Fig. 6

SNHG17 binding to PGK1 enhanced phosphorylation of the T168A site of PGK1 in THP-1 cell-derived TAMs. A and D THP-1 cells (shNC, sh1-SNHG17, sh2-SNHG17, NC, and SNHG17-OE) stably expressing Flag-PGK1 were co-cultured with PCs (PANC-1 or PATU-8988 cells) for 48 h. PD, pull-down. B Flag-PGK1 protein was pulled down from THP-1 cell-derived TAMs stably expressing Flag-PGK1 WT or PGK1 T281A, T168A, or T378A. C THP-1 cell-derived TAMs stably expressing Flag-PGK1 WT, PGK1 T168A, or PGK1 T168D were harvested. PGK1 pT168, phospho-PGK1 T168. E The binding ability of SNHG17 to PGK1 or mutated-PGK1 at the T168A site was analyzed by RNA pull-down assay.

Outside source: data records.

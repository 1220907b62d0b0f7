//! Bearer-token authentication extractors.
//!
//! Access tokens are HS256 JWTs issued by the auth service. The storefront
//! only verifies them and reads the `user_id` (and optional `username`)
//! claims.

use axum::{extract::FromRequestParts, http::header::AUTHORIZATION, http::request::Parts};
use jsonwebtoken::{Algorithm, DecodingKey, Validation, decode};
use secrecy::{ExposeSecret, SecretString};
use serde::Deserialize;

use boostedlabs_core::UserId;

use crate::error::{AppError, set_sentry_user};
use crate::models::CurrentUser;
use crate::state::AppState;

const MISSING_CREDENTIALS: &str = "Authentication credentials were not provided.";
const INVALID_TOKEN: &str = "Given token not valid for any token type";

/// `user_id` is an integer or a numeric string depending on the issuer.
#[derive(Deserialize)]
#[serde(untagged)]
enum RawUserId {
    Number(i64),
    Text(String),
}

#[derive(Deserialize)]
struct Claims {
    user_id: RawUserId,
    #[serde(default)]
    username: Option<String>,
    #[serde(default)]
    token_type: Option<String>,
}

/// Verifies access tokens.
#[derive(Clone)]
pub struct TokenVerifier {
    key: DecodingKey,
    validation: Validation,
}

impl TokenVerifier {
    #[must_use]
    pub fn new(secret: &SecretString) -> Self {
        let mut validation = Validation::new(Algorithm::HS256);
        validation.set_required_spec_claims(&["exp"]);
        Self {
            key: DecodingKey::from_secret(secret.expose_secret().as_bytes()),
            validation,
        }
    }

    /// Decode and check a token.
    ///
    /// # Errors
    ///
    /// Returns `Unauthorized` for bad signatures, expired tokens, refresh
    /// tokens and tokens without a usable `user_id`.
    pub fn verify(&self, token: &str) -> Result<CurrentUser, AppError> {
        let invalid = || AppError::Unauthorized(INVALID_TOKEN.to_string());

        let claims = decode::<Claims>(token, &self.key, &self.validation)
            .map_err(|e| {
                tracing::debug!(error = %e, "Rejected access token");
                invalid()
            })?
            .claims;

        if claims.token_type.as_deref().is_some_and(|t| t != "access") {
            return Err(invalid());
        }

        let id = match claims.user_id {
            RawUserId::Number(n) => n,
            RawUserId::Text(s) => s.trim().parse().map_err(|_| invalid())?,
        };

        Ok(CurrentUser {
            id: UserId::new(id),
            username: claims.username,
        })
    }
}

/// The bearer token, `None` when there is no `Authorization` header.
fn bearer_token(parts: &Parts) -> Result<Option<&str>, AppError> {
    let Some(value) = parts.headers.get(AUTHORIZATION) else {
        return Ok(None);
    };
    value
        .to_str()
        .ok()
        .and_then(|v| v.strip_prefix("Bearer "))
        .map(str::trim)
        .filter(|t| !t.is_empty())
        .map(Some)
        .ok_or_else(|| AppError::Unauthorized(INVALID_TOKEN.to_string()))
}

fn authenticate(parts: &Parts, state: &AppState) -> Result<Option<CurrentUser>, AppError> {
    let Some(token) = bearer_token(parts)? else {
        return Ok(None);
    };
    let user = state.token_verifier().verify(token)?;
    set_sentry_user(&user.id);
    tracing::Span::current().record("user_id", tracing::field::display(user.id));
    Ok(Some(user))
}

/// Extractor that requires a valid access token.
///
/// # Example
///
/// ```rust,ignore
/// async fn handler(RequireAuth(user): RequireAuth) -> impl IntoResponse {
///     format!("Hello, {}!", user.display_name())
/// }
/// ```
pub struct RequireAuth(pub CurrentUser);

impl FromRequestParts<AppState> for RequireAuth {
    type Rejection = AppError;

    async fn from_request_parts(
        parts: &mut Parts,
        state: &AppState,
    ) -> Result<Self, Self::Rejection> {
        authenticate(parts, state)?
            .map(Self)
            .ok_or_else(|| AppError::Unauthorized(MISSING_CREDENTIALS.to_string()))
    }
}

/// Extractor for routes open to guests.
///
/// No `Authorization` header yields `None`. A header with a bad token is
/// still rejected so a broken client never silently checks out as a guest.
pub struct OptionalAuth(pub Option<CurrentUser>);

impl FromRequestParts<AppState> for OptionalAuth {
    type Rejection = AppError;

    async fn from_request_parts(
        parts: &mut Parts,
        state: &AppState,
    ) -> Result<Self, Self::Rejection> {
        authenticate(parts, state).map(Self)
    }
}
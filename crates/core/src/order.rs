//! Order status transitions.
//!
//! ```text
//! Pending --payment--> Processing --ship--> Shipped --receipt--> Delivered
//! Pending | Processing --buyer cancels within window--> Cancelled
//! ```
//!
//! Shipping happens outside this system. Every other transition is decided
//! here so the storefront only reads, asks and writes.

use chrono::{DateTime, Duration, Utc};
use thiserror::Error;

use crate::types::OrderStatus;

/// Why a buyer-initiated cancellation was refused.
#[derive(Debug, Clone, Copy, PartialEq, Eq, Error)]
pub enum CancelRejection {
    #[error("Order cannot be cancelled in its current status ({0})")]
    InvalidStatus(OrderStatus),

    #[error("Cannot cancel order after {hours} hours")]
    WindowElapsed { hours: u32 },
}

/// Check whether an order may be cancelled by its buyer at `now`.
///
/// Status is checked before the window. The window is inclusive: an order
/// exactly `window_hours` old can still be cancelled.
///
/// # Errors
///
/// Returns the [`CancelRejection`] for the first rule that fails.
pub fn check_cancellation(
    status: OrderStatus,
    created_at: DateTime<Utc>,
    now: DateTime<Utc>,
    window_hours: u32,
) -> Result<(), CancelRejection> {
    if !matches!(status, OrderStatus::Pending | OrderStatus::Processing) {
        return Err(CancelRejection::InvalidStatus(status));
    }

    if now - created_at > Duration::hours(i64::from(window_hours)) {
        return Err(CancelRejection::WindowElapsed {
            hours: window_hours,
        });
    }

    Ok(())
}

/// Result of confirming delivery.
#[derive(Debug, Clone, Copy, PartialEq, Eq)]
pub enum DeliveryOutcome {
    /// The order moves to `Delivered`.
    Delivered,
    /// Already delivered; nothing to write.
    AlreadyDelivered,
}

/// Refusal to confirm delivery.
#[derive(Debug, Clone, Copy, PartialEq, Eq, Error)]
pub enum DeliveryRejection {
    #[error("Cannot confirm delivery of a cancelled order")]
    Cancelled,
}

/// Decide what a buyer's delivery confirmation does.
///
/// Any live order may be confirmed, not only `Shipped` ones.
///
/// # Errors
///
/// Returns [`DeliveryRejection::Cancelled`] for cancelled orders.
pub const fn confirm_delivery(status: OrderStatus) -> Result<DeliveryOutcome, DeliveryRejection> {
    match status {
        OrderStatus::Cancelled => Err(DeliveryRejection::Cancelled),
        OrderStatus::Delivered => Ok(DeliveryOutcome::AlreadyDelivered),
        OrderStatus::Pending | OrderStatus::Processing | OrderStatus::Shipped => {
            Ok(DeliveryOutcome::Delivered)
        }
    }
}

/// What a verified payment confirmation does to an order.
#[derive(Debug, Clone, Copy, PartialEq, Eq)]
pub enum PaymentOutcome {
    /// Mark the order paid and store `status`.
    Apply { status: OrderStatus },
    /// The order is already paid. Redelivered events land here.
    AlreadyApplied,
}

/// Apply a payment confirmation to an order in the given state.
///
/// Only a `Pending` order advances to `Processing`. A paid order never moves,
/// and an order the buyer already cancelled stays cancelled but is still
/// recorded as paid.
#[must_use]
pub const fn apply_payment(is_paid: bool, status: OrderStatus) -> PaymentOutcome {
    if is_paid {
        return PaymentOutcome::AlreadyApplied;
    }
    let status = match status {
        OrderStatus::Pending => OrderStatus::Processing,
        other => other,
    };
    PaymentOutcome::Apply { status }
}

/// Whether the signed abandon link may delete this order.
#[must_use]
pub const fn can_abandon(is_paid: bool, status: OrderStatus) -> bool {
    !is_paid && matches!(status, OrderStatus::Pending)
}

#[cfg(test)]
#[allow(clippy::unwrap_used)]
mod tests {
    use super::*;

    fn hours_ago(now: DateTime<Utc>, hours: i64) -> DateTime<Utc> {
        now - Duration::hours(hours)
    }

    #[test]
    fn test_cancel_within_window() {
        let now = Utc::now();
        assert!(check_cancellation(OrderStatus::Pending, hours_ago(now, 1), now, 48).is_ok());
        assert!(check_cancellation(OrderStatus::Processing, hours_ago(now, 47), now, 48).is_ok());
        assert!(check_cancellation(OrderStatus::Pending, hours_ago(now, 48), now, 48).is_ok());
    }

    #[test]
    fn test_cancel_after_window() {
        let now = Utc::now();
        let err = check_cancellation(OrderStatus::Pending, hours_ago(now, 49), now, 48).unwrap_err();
        assert_eq!(err, CancelRejection::WindowElapsed { hours: 48 });
        assert_eq!(err.to_string(), "Cannot cancel order after 48 hours");

        let just_over = now - Duration::hours(48) - Duration::seconds(1);
        assert!(check_cancellation(OrderStatus::Pending, just_over, now, 48).is_err());
    }

    #[test]
    fn test_cancel_wrong_status() {
        let now = Utc::now();
        for status in [
            OrderStatus::Shipped,
            OrderStatus::Delivered,
            OrderStatus::Cancelled,
        ] {
            let err = check_cancellation(status, now, now, 48).unwrap_err();
            assert_eq!(err, CancelRejection::InvalidStatus(status));
        }
        // Status is reported even when the window has also passed.
        let err =
            check_cancellation(OrderStatus::Shipped, hours_ago(now, 100), now, 48).unwrap_err();
        assert!(err.to_string().contains("current status (Shipped)"));
    }

    #[test]
    fn test_cancel_window_is_configurable() {
        let now = Utc::now();
        assert!(check_cancellation(OrderStatus::Pending, hours_ago(now, 3), now, 2).is_err());
        assert!(check_cancellation(OrderStatus::Pending, hours_ago(now, 70), now, 72).is_ok());
    }

    #[test]
    fn test_confirm_delivery() {
        assert_eq!(
            confirm_delivery(OrderStatus::Shipped),
            Ok(DeliveryOutcome::Delivered)
        );
        assert_eq!(
            confirm_delivery(OrderStatus::Pending),
            Ok(DeliveryOutcome::Delivered)
        );
        assert_eq!(
            confirm_delivery(OrderStatus::Delivered),
            Ok(DeliveryOutcome::AlreadyDelivered)
        );
        assert_eq!(
            confirm_delivery(OrderStatus::Cancelled),
            Err(DeliveryRejection::Cancelled)
        );
    }

    #[test]
    fn test_payment_is_idempotent() {
        let first = apply_payment(false, OrderStatus::Pending);
        assert_eq!(
            first,
            PaymentOutcome::Apply {
                status: OrderStatus::Processing
            }
        );
        assert_eq!(
            apply_payment(true, OrderStatus::Processing),
            PaymentOutcome::AlreadyApplied
        );
    }

    #[test]
    fn test_payment_never_revives_cancelled_order() {
        assert_eq!(
            apply_payment(false, OrderStatus::Cancelled),
            PaymentOutcome::Apply {
                status: OrderStatus::Cancelled
            }
        );
    }

    #[test]
    fn test_only_unpaid_pending_orders_can_be_abandoned() {
        assert!(can_abandon(false, OrderStatus::Pending));
        assert!(!can_abandon(true, OrderStatus::Processing));
        assert!(!can_abandon(true, OrderStatus::Pending));
        assert!(!can_abandon(false, OrderStatus::Cancelled));
    }
}
//! Application state shared across handlers.

use std::sync::Arc;

use sqlx::PgPool;

use crate::config::StorefrontConfig;
use crate::db::{PgStore, ShopStore};
use crate::middleware::TokenVerifier;
use crate::services::assistant::{
    AssistantError, CatalogCache, DisabledAssistant, OpenAiClient, ReplyGenerator,
};
use crate::services::checkout::{CheckoutService, CheckoutUrls};
use crate::services::mailer::{DisabledMailer, MailError, Mailer, SmtpMailer};
use crate::services::orders::OrderService;
use crate::services::payments::{PaymentError, PaymentProvider, StripeClient};
use crate::services::signing::LinkSigner;

/// Error building the production state.
#[derive(Debug, thiserror::Error)]
pub enum StateError {
    #[error("payment client: {0}")]
    Payments(#[from] PaymentError),
    #[error("assistant client: {0}")]
    Assistant(#[from] AssistantError),
    #[error("mailer: {0}")]
    Mailer(#[from] MailError),
}

/// Application state shared across all handlers.
///
/// Cheaply cloneable via `Arc`. External collaborators sit behind trait
/// objects so tests can swap in in-memory fakes.
#[derive(Clone)]
pub struct AppState {
    inner: Arc<AppStateInner>,
}

struct AppStateInner {
    config: StorefrontConfig,
    store: Arc<dyn ShopStore>,
    payments: Arc<dyn PaymentProvider>,
    assistant: Arc<dyn ReplyGenerator>,
    mailer: Arc<dyn Mailer>,
    signer: LinkSigner,
    tokens: TokenVerifier,
    catalog: CatalogCache,
    checkout_urls: CheckoutUrls,
}

impl AppState {
    /// Create state from explicit collaborators.
    #[must_use]
    pub fn new(
        config: StorefrontConfig,
        store: Arc<dyn ShopStore>,
        payments: Arc<dyn PaymentProvider>,
        assistant: Arc<dyn ReplyGenerator>,
        mailer: Arc<dyn Mailer>,
    ) -> Self {
        let signer = LinkSigner::new(config.link_signing_secret.clone(), config.cancel_link_ttl);
        let tokens = TokenVerifier::new(&config.auth_jwt_secret);
        let checkout_urls = CheckoutUrls {
            success_url: format!(
                "{}?session_id={{CHECKOUT_SESSION_ID}}",
                config.frontend_link(&config.stripe.success_path)
            ),
            cancel_base: format!("{}/checkout/cancel", config.base_url),
        };

        Self {
            inner: Arc::new(AppStateInner {
                config,
                store,
                payments,
                assistant,
                mailer,
                signer,
                tokens,
                catalog: CatalogCache::default(),
                checkout_urls,
            }),
        }
    }

    /// Production state: Postgres store and Stripe, plus OpenAI and SMTP
    /// when configured.
    ///
    /// # Errors
    ///
    /// Returns an error if an HTTP client or the SMTP transport cannot be
    /// built.
    pub fn from_config(config: StorefrontConfig, pool: PgPool) -> Result<Self, StateError> {
        let payments = Arc::new(StripeClient::new(&config.stripe)?);
        let assistant: Arc<dyn ReplyGenerator> = match &config.openai.api_key {
            Some(key) => Arc::new(OpenAiClient::new(
                key.clone(),
                &config.openai.api_base,
                &config.openai.model,
            )?),
            None => {
                tracing::warn!("OPENAI_API_KEY not set, chat assistant disabled");
                Arc::new(DisabledAssistant)
            }
        };

        let mailer: Arc<dyn Mailer> = match &config.email {
            Some(email) => Arc::new(SmtpMailer::new(email)?),
            None => {
                tracing::warn!("SMTP_HOST not set, contact notifications disabled");
                Arc::new(DisabledMailer)
            }
        };

        Ok(Self::new(
            config,
            Arc::new(PgStore::new(pool)),
            payments,
            assistant,
            mailer,
        ))
    }

    /// Get a reference to the storefront configuration.
    #[must_use]
    pub fn config(&self) -> &StorefrontConfig {
        &self.inner.config
    }

    #[must_use]
    pub fn store(&self) -> &dyn ShopStore {
        self.inner.store.as_ref()
    }

    #[must_use]
    pub fn payments(&self) -> &dyn PaymentProvider {
        self.inner.payments.as_ref()
    }

    #[must_use]
    pub fn assistant(&self) -> &dyn ReplyGenerator {
        self.inner.assistant.as_ref()
    }

    #[must_use]
    pub fn mailer(&self) -> &dyn Mailer {
        self.inner.mailer.as_ref()
    }

    #[must_use]
    pub fn token_verifier(&self) -> &TokenVerifier {
        &self.inner.tokens
    }

    /// Catalog text for assistant prompts.
    #[must_use]
    pub fn catalog_cache(&self) -> &CatalogCache {
        &self.inner.catalog
    }

    #[must_use]
    pub fn checkout(&self) -> CheckoutService<'_> {
        CheckoutService::new(
            self.store(),
            self.payments(),
            &self.inner.signer,
            self.inner.config.commerce,
            &self.inner.checkout_urls,
        )
    }

    #[must_use]
    pub fn orders(&self) -> OrderService<'_> {
        OrderService::new(
            self.store(),
            self.payments(),
            &self.inner.signer,
            self.inner.config.commerce.cancel_window_hours,
        )
    }
}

F-I Flow cytometric analysis of the expression of M1 markers (CD80 and CD86) and M2 markers (CD163 and CD206) in THP-1 cell-derived TAMs transfected with PGK1 overexpression plasmids or PGK1 mutated plasmids. J qPCR analysis of the expression of M2 markers and M1 markers in THP-1 cells co-cultured with PANC-1 cells (NC, PGK1-WT, PGK1-MUT). K-L CCK8 analysis of PANC-1 cells (K) or PATU-8988 cells (L) co-cultured with THP-1 cells transfected with PGK1 overexpression plasmids or mutated PGK1 plasmids. M–O Transwell assays were used to assess the migratory or invasive abilities of PANC-1 or PATU-8988 cells co-cultured with THP-1 cells. P-S Lactic acid concentration (P-Q) and glucose uptake (R-S) analysis of THP-1 cell-derived TAMs in each group (NC, PGK1-WT, and PGK1-MUT)